Why are Sensitive Functions Hard for Transformers?

URL: http://arxiv.org/abs/2402.09963v4
Date: Mon, 27 May 2024 17:01:29 GMT
Title: Why are Sensitive Functions Hard for Transformers?
Authors: Michael Hahn, Mark Rofin,
Abstract summary: We show that under the transformer architecture, the loss landscape is constrained by the input-space sensitivity. We show theoretically and empirically that this theory unifies a broad array of empirical observations about the learning abilities and biases of transformers.
Score: 1.0632690677209804
License: http://creativecommons.org/licenses/by/4.0/
Abstract: Empirical studies have identified a range of learnability biases and limitations of transformers, such as a persistent difficulty in learning to compute simple formal languages such as PARITY, and a bias towards low-degree functions. However, theoretical understanding remains limited, with existing expressiveness theory either overpredicting or underpredicting realistic learning abilities.

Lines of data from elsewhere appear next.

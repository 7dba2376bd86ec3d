//! # First-Fit Strategy
//!
//! Greedy allocation: walk sizes from largest to smallest, take as many of
//! each as fit in what is left of the order, and cover any remainder with
//! one extra smallest pack. Cheap (one division per size) but it can ship
//! more packs than necessary, e.g. `2 x 500` where one `1000` would do.

use packer_core::{OrderQuantity, PackPlan, PackSize};

/// Compute a greedy plan for `target` items.
pub fn first_fit(sizes: &[PackSize], target: OrderQuantity) -> PackPlan {
    let mut descending = sizes.to_vec();
    descending.sort_unstable_by(|a, b| b.cmp(a));
    descending.dedup();

    let mut plan = PackPlan::new();
    let Some(&smallest) = descending.last() else {
        return plan;
    };

    let mut remaining = target.get();
    for &size in &descending {
        if remaining >= size.get() {
            plan.add(size, remaining / size.get());
            remaining %= size.get();
        }
    }

    if remaining > 0 {
        plan.add(smallest, 1);

        // Several smallest packs may add up to exactly one available size.
        let count = plan.count(smallest);
        if count > 1 {
            let combined = smallest.get().saturating_mul(count);
            if let Some(&merged) = descending.iter().find(|s| s.get() == combined) {
                plan.take(smallest, count);
                plan.add(merged, 1);
            }
        }
    }

    tracing::debug!(
        target = target.get(),
        total = plan.total_items(),
        packs = plan.pack_count(),
        "first-fit plan"
    );

    plan
}
//! # packer-core: Foundational Types for the Packer Stack
//!
//! Defines the domain primitives shared by every other crate in the
//! workspace. It depends on nothing internal.
//!
//! ## Key Design Principles
//!
//! 1. **Validated newtypes.** `PackSize` and `OrderQuantity` can only be
//!    constructed from positive integers. Raw `i64` values coming off the
//!    wire are checked once, at the boundary, and never again.
//!
//! 2. **`PackPlan` owns its invariant.** A plan never stores a zero count.
//!    Every mutation path goes through [`PackPlan::add`] or
//!    [`PackPlan::take`], which keep the map clean.
//!
//! ## Crate Policy
//!
//! - No I/O, no async, no logging.
//! - No `unsafe` code.
//! - No `.unwrap()` outside tests.

pub mod error;
pub mod pack;
pub mod plan;

pub use error::ValidationError;
pub use pack::{OrderQuantity, PackSize};
pub use plan::PackPlan;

We prove that, under the transformer architecture, the loss landscape is constrained by the input-space sensitivity: Transformers whose output is sensitive to many parts of the input string inhabit isolated points in parameter space, leading to a low-sensitivity bias in generalization. We show theoretically and empirically that this theory unifies a broad array of empirical observations about the learning abilities and biases of transformers, such as their generalization bias towards low sensitivity and low degree, and difficulty in length generalization for PARITY. This shows that understanding transformers' inductive biases requires studying not just their in-principle expressivity, but also their loss landscape.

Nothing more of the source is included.